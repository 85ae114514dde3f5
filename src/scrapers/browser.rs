use crate::config::BrowserConfig;
use crate::scrapers::traits::PageFetcher;
use anyhow::{anyhow, Context, Result};
use async_trait::async_trait;
use headless_chrome::{Browser, LaunchOptions, Tab};
use std::sync::Arc;
use std::time::Duration;
use tracing::{debug, info};

/// Page fetcher backed by a single headless Chrome tab
pub struct ChromeFetcher {
    browser: Option<Browser>,
    tab: Arc<Tab>,
}

impl ChromeFetcher {
    /// Launch Chrome and open the tab used for the whole run
    pub fn new(config: &BrowserConfig) -> Result<Self> {
        info!("Launching Chrome (headless: {})...", config.headless);

        let options = LaunchOptions::default_builder()
            .headless(config.headless)
            .window_size(Some((config.window_width, config.window_height)))
            .build()
            .context("Failed to build launch options")?;

        let browser = Browser::new(options).context("Failed to launch Chrome browser")?;
        let tab = browser.new_tab().context("Failed to open browser tab")?;

        Ok(Self {
            browser: Some(browser),
            tab,
        })
    }
}

#[async_trait]
impl PageFetcher for ChromeFetcher {
    async fn navigate(&mut self, url: &str) -> Result<()> {
        debug!("Navigating to {}", url);
        self.tab
            .navigate_to(url)
            .with_context(|| format!("Failed to navigate to {}", url))?
            .wait_until_navigated()
            .with_context(|| format!("Navigation to {} did not complete", url))?;
        Ok(())
    }

    async fn content(&mut self) -> Result<String> {
        let result = self
            .tab
            .evaluate("document.documentElement.outerHTML", false)
            .context("Failed to read page HTML")?;

        result
            .value
            .as_ref()
            .and_then(|value| value.as_str())
            .map(str::to_string)
            .ok_or_else(|| anyhow!("Page HTML was empty"))
    }

    async fn click(&mut self, selector: &str) -> Result<()> {
        self.tab
            .find_element(selector)
            .with_context(|| format!("No element matches {}", selector))?
            .click()
            .with_context(|| format!("Could not click {}", selector))?;
        Ok(())
    }

    async fn wait_until_clickable(&mut self, selector: &str, timeout: Duration) -> Result<()> {
        self.tab
            .wait_for_element_with_custom_timeout(selector, timeout)
            .with_context(|| format!("{} did not appear within {:?}", selector, timeout))?
            .click()
            .with_context(|| format!("Could not click {}", selector))?;
        Ok(())
    }

    async fn close(&mut self) -> Result<()> {
        if let Some(browser) = self.browser.take() {
            info!("Closing Chrome...");
            if let Err(e) = self.tab.close(true) {
                debug!("Tab did not close cleanly: {:#}", e);
            }
            drop(browser);
        }
        Ok(())
    }

    fn name(&self) -> &'static str {
        "chrome"
    }
}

-=-=-

• What you need to do:
All the records, from the first line to the last: repeat them exactly.

• Response:
repository 85ae114514dde3f5
filename src/scrapers/browser.rs
use crate::config::BrowserConfig;
use crate::scrapers::traits::PageFetcher;
use anyhow::{anyhow, Context, Result};
use async_trait::async_trait;
use headless_chrome::{Browser, LaunchOptions, Tab};
use std::sync::Arc;
use std::time::Duration;
use tracing::{debug, info};

/// Page fetcher backed by a single headless Chrome tab
pub struct ChromeFetcher {
    browser: Option<Browser>,
    tab: Arc<Tab>,
}

impl ChromeFetcher {
    /// Launch Chrome and open the tab used for the whole run
    pub fn new(config: &BrowserConfig) -> Result<Self> {
        info!("Launching Chrome (headless: {})...", config.headless);

        let options = LaunchOptions::default_builder()
            .headless(config.headless)
            .window_size(Some((config.window_width, config.window_height)))
            .build()
            .context("Failed to build launch options")?;

        let browser = Browser::new(options).context("Failed to launch Chrome browser")?;
        let tab = browser.new_tab().context("Failed to open browser tab")?;

        Ok(Self {
            browser: Some(browser),
            tab,
        })
    }
}

#[async_trait]
impl PageFetcher for ChromeFetcher {
    async fn navigate(&mut self, url: &str) -> Result<()> {
        debug!("Navigating to {}", url);
        self.tab
            .navigate_to(url)
            .with_context(|| format!("Failed to navigate to {}", url))?
            .wait_until_navigated()
            .with_context(|| format!("Navigation to {} did not complete", url))?;
        Ok(())
    }

    async fn content(&mut self) -> Result<String> {
        let result = self
            .tab
            .evaluate("document.documentElement.outerHTML", false)
            .context("Failed to read page HTML")?;

        result
            .value
            .as_ref()
            .and_then(|value| value.as_str())
            .map(str::to_string)
            .ok_or_else(|| anyhow!("Page HTML was empty"))
    }

    async fn click(&mut self, selector: &str) -> Result<()> {
        self.tab
            .find_element(selector)
            .with_context(|| format!("No element matches {}", selector))?
            .click()
            .with_context(|| format!("Could not click {}", selector))?;
        Ok(())
    }

    async fn wait_until_clickable(&mut self, selector: &str, timeout: Duration) -> Result<()> {
        self.tab
            .wait_for_element_with_custom_timeout(selector, timeout)
            .with_context(|| format!("{} did not appear within {:?}", selector, timeout))?
            .click()
            .with_context(|| format!("Could not click {}", selector))?;
        Ok(())
    }

    async fn close(&mut self) -> Result<()> {
        if let Some(browser) = self.browser.take() {
            info!("Closing Chrome...");
            if let Err(e) = self.tab.close(true) {
                debug!("Tab did not close cleanly: {:#}", e);
            }
            drop(browser);
        }
        Ok(())
    }

    fn name(&self) -> &'static str {
        "chrome"
    }
}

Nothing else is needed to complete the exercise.